# 1.8T vs 3.2



## skyspydude1 (Oct 4, 2011)

I've spent quite a bit of time looking at TTs and I've luckily found some 3.2 V6s in my range and I was wondering what everyone here thinks of them (power, reliability, etc) vs the 1.8T. The big thing I want to know is maintenance differences between the 1.8 and the 3.2.


----------



## ejg3855 (Sep 23, 2004)

*FV-QR*

lol low maintenance TT 

only sucks thing is lack of manual trans unless your over the pond.


----------



## skyspydude1 (Oct 4, 2011)

ejg3855 said:


> lol low maintenance TT
> 
> only sucks thing is lack of manual trans unless your over the pond.

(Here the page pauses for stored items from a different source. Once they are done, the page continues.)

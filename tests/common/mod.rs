//! Scripted server for driving connections without a database

#![allow(dead_code)]

use std::io::{Cursor, Write};
use std::sync::Arc;

use parking_lot::Mutex;
use zero_wiredb::Opts;
use zero_wiredb::informix::InformixDataType;
use zero_wiredb::informix::message::{MessageType, ResultType, TERMINATOR};
use zero_wiredb::protocol::primitive::{write_bytes, write_int_2, write_int_4};
use zero_wiredb::sync::{InformixConnection, InformixDriver};

/// Everything the client wrote
#[derive(Clone, Default)]
pub struct Captured(Arc<Mutex<Vec<u8>>>);

impl Captured {
    pub fn bytes(&self) -> Vec<u8> {
        self.0.lock().clone()
    }

    pub fn len(&self) -> usize {
        self.0.lock().len()
    }

    pub fn clear(&self) {
        self.0.lock().clear();
    }
}

impl Write for Captured {
    fn write(&mut self, buf: &[u8]) -> std::io::Result<usize> {
        self.0.lock().extend_from_slice(buf);
        Ok(buf.len())
    }

    fn flush(&mut self) -> std::io::Result<()> {
        Ok(())
    }
}

/// Server replies, in the order the client asks for them
#[derive(Default)]
pub struct Script(pub Vec<u8>);

impl Script {
    /// Reply to the initial setup
    pub fn setup() -> Self {
        Self::default().status()
    }

    pub fn message(mut self, message: MessageType) -> Self {
        write_int_2(&mut self.0, message.code());
        self
    }

    pub fn u16(mut self, value: u16) -> Self {
        write_int_2(&mut self.0, value);
        self
    }

    pub fn i32(mut self, value: i32) -> Self {
        write_int_4(&mut self.0, value as u32);
        self
    }

    pub fn string(mut self, s: &str) -> Self {
        write_int_4(&mut self.0, s.len() as u32);
        write_bytes(&mut self.0, s.as_bytes());
        self
    }

    pub fn end(self) -> Self {
        self.u16(TERMINATOR)
    }

    pub fn status(self) -> Self {
        self.message(MessageType::ResponseStatus).end()
    }

    pub fn commit(self) -> Self {
        self.message(MessageType::CommitResponse).end()
    }

    pub fn error(self, code: i32) -> Self {
        self.message(MessageType::Error).i32(code).end()
    }

    /// Answer to a statement that neither returns rows nor counts them
    pub fn executed(self) -> Self {
        self.message(MessageType::Result)
            .u16(ResultType::ExecuteSql.code())
            .end()
    }

    pub fn update_count(self, count: i32) -> Self {
        self.message(MessageType::Result)
            .u16(ResultType::InsertUpdate.code())
            .i32(count)
            .end()
    }

    pub fn column(self, data_type: InformixDataType, length: u16, name: &str) -> Self {
        self.u16(data_type.code()).u16(length).string(name)
    }

    /// `SELECT` answer up to the column descriptions
    pub fn query(self, total: i32, columns: &[(InformixDataType, u16, &str)]) -> Self {
        let script = self
            .message(MessageType::Result)
            .u16(ResultType::Select.code())
            .message(MessageType::QueryResponse)
            .i32(total)
            .i32(columns.len() as i32);
        columns
            .iter()
            .fold(script, |s, &(data_type, length, name)| s.column(data_type, length, name))
    }

    pub fn row(mut self, bytes: &[u8]) -> Self {
        write_int_2(&mut self.0, MessageType::ResultRow.code());
        write_int_2(&mut self.0, bytes.len() as u16);
        write_bytes(&mut self.0, bytes);
        self
    }

    pub fn int_row(self, n: i32) -> Self {
        self.row(&n.to_be_bytes())
    }

    pub fn connect(self, opts: &Opts) -> (InformixDriver, InformixConnection, Captured) {
        let driver = InformixDriver::new();
        let captured = Captured::default();
        let conn = driver
            .connect_with_io(
                Box::new(Cursor::new(self.0)),
                Box::new(captured.clone()),
                opts,
            )
            .unwrap();
        (driver, conn, captured)
    }
}

/// One VARCHAR value followed by one INTEGER, as laid out in a row
pub fn varchar_int_row(s: &str, n: i32) -> Vec<u8> {
    let mut row = vec![s.len() as u8];
    row.extend_from_slice(s.as_bytes());
    row.extend_from_slice(&n.to_be_bytes());
    row
}

/// Outbound bytes of a message with `body`, terminator included
pub fn outbound(message: MessageType, body: &[u8]) -> Vec<u8> {
    let mut bytes = Vec::new();
    write_int_2(&mut bytes, message.code());
    write_bytes(&mut bytes, body);
    write_int_2(&mut bytes, TERMINATOR);
    bytes
}

pub fn init_tracing() {
    let _ = tracing_subscriber::fmt()
        .with_test_writer()
        .with_max_level(tracing::Level::DEBUG)
        .try_init();
}
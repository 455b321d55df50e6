use std::collections::HashMap;
use std::fmt::Debug;

use crate::constant::SqlType;
use crate::error::{Error, Result};

/// Column as announced by the server, before row offsets are known
#[derive(Debug, Clone)]
pub struct ColumnDescription<D> {
    pub data_type: D,
    pub sql_type: SqlType,
    pub name: String,
    /// Declared maximum length of the value
    pub max_length: u32,
    /// Whether the value always occupies `max_row_bytes` in a row
    pub constant_length: bool,
    /// Largest number of row bytes a value of this column can take
    pub max_row_bytes: usize,
}

/// One column of a result set
#[derive(Debug, Clone)]
pub struct ResultColumn<D> {
    data_type: D,
    sql_type: SqlType,
    name: String,
    max_length: u32,
    constant_length: bool,
    num_row_bytes: usize,
    byte_array_row_offset: usize,
    retrieve_by_offset: bool,
}

impl<D: Copy> ResultColumn<D> {
    pub fn data_type(&self) -> D {
        self.data_type
    }

    pub fn sql_type(&self) -> SqlType {
        self.sql_type
    }

    pub fn name(&self) -> &str {
        &self.name
    }

    pub fn max_length(&self) -> u32 {
        self.max_length
    }

    pub fn is_constant_length(&self) -> bool {
        self.constant_length
    }

    /// Row bytes of a constant-length value, or the maximum for a variable one
    pub fn num_row_bytes(&self) -> usize {
        self.num_row_bytes
    }

    /// Offset of the value within a row; meaningful when `retrieve_by_offset` holds
    pub fn byte_array_row_offset(&self) -> usize {
        self.byte_array_row_offset
    }

    /// True when this column and every column before it have constant length
    pub fn retrieve_by_offset(&self) -> bool {
        self.retrieve_by_offset
    }
}

/// Immutable description of a result: columns, row footprint and row count
#[derive(Debug, Clone)]
pub struct ResultSetMetaData<D> {
    columns: Vec<ResultColumn<D>>,
    labels: HashMap<String, usize>,
    max_bytes_per_row: usize,
    total_rows: Option<u64>,
}

impl<D: Copy + Debug> ResultSetMetaData<D> {
    /// `total_rows` is `None` when the server does not announce a row count
    pub fn new(columns: Vec<ColumnDescription<D>>, total_rows: Option<u64>) -> Self {
        let mut offset = 0;
        let mut all_constant = true;
        let mut max_bytes_per_row = 0;
        let mut labels = HashMap::with_capacity(columns.len());

        let columns: Vec<ResultColumn<D>> = columns
            .into_iter()
            .enumerate()
            .map(|(index, desc)| {
                all_constant &= desc.constant_length;
                let column = ResultColumn {
                    data_type: desc.data_type,
                    sql_type: desc.sql_type,
                    max_length: desc.max_length,
                    constant_length: desc.constant_length,
                    num_row_bytes: desc.max_row_bytes,
                    byte_array_row_offset: if all_constant { offset } else { 0 },
                    retrieve_by_offset: all_constant,
                    name: desc.name,
                };
                offset += desc.max_row_bytes;
                max_bytes_per_row += desc.max_row_bytes;
                // First column wins on duplicate labels
                labels.entry(column.name.to_lowercase()).or_insert(index);
                column
            })
            .collect();

        Self {
            columns,
            labels,
            max_bytes_per_row,
            total_rows,
        }
    }

    /// Same columns with a different announced row count
    pub fn with_total_rows(&self, total_rows: Option<u64>) -> Self {
        Self {
            total_rows,
            ..self.clone()
        }
    }

    pub fn column_count(&self) -> usize {
        self.columns.len()
    }

    pub fn columns(&self) -> &[ResultColumn<D>] {
        &self.columns
    }

    pub fn column(&self, index: usize) -> Result<&ResultColumn<D>> {
        self.columns.get(index).ok_or_else(|| {
            Error::BadUsageError(format!(
                "column index {} out of range for {} columns",
                index,
                self.columns.len()
            ))
        })
    }

    pub fn column_label(&self, index: usize) -> Result<&str> {
        self.column(index).map(ResultColumn::name)
    }

    pub fn sql_type(&self, index: usize) -> Result<SqlType> {
        self.column(index).map(ResultColumn::sql_type)
    }

    pub fn max_length(&self, index: usize) -> Result<u32> {
        self.column(index).map(ResultColumn::max_length)
    }

    /// Index of the column labelled `label`, ignoring case
    pub fn find_column(&self, label: &str) -> Result<usize> {
        self.labels
            .get(&label.to_lowercase())
            .copied()
            .ok_or_else(|| Error::BadUsageError(format!("no column labelled {:?}", label)))
    }

    pub fn max_bytes_per_row(&self) -> usize {
        self.max_bytes_per_row
    }

    pub fn total_rows(&self) -> Option<u64> {
        self.total_rows
    }
}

The lack of a manual isn't that big of a deal, although the DSG does kinda worry me. Seems like there might be a lot of fiddly bits in there prone to break.


----------



## 20v master (May 7, 2009)

Depends on your goals? Stock weekend toy, autox, mild bolt ons, 600hp big turbo, show queen?


----------



## ttwsm (Feb 27, 2011)

I have a 225Q; have not driven a 3.2. I imagine, though, that they're *very very different* in character, I mean in truly fundamental ways. Turbo vs. NA is a big difference. Third pedal vs. not is a big difference. Any chance you could drive both?

You've probably already seen it, but just in case, there was a long-ish thread comparing the two a few years back, and a shorter one too.


----------



## skyspydude1 (Oct 4, 2011)

20v master said:


> Depends on your goals? Stock weekend toy, autox, mild bolt ons, 600hp big turbo, show queen?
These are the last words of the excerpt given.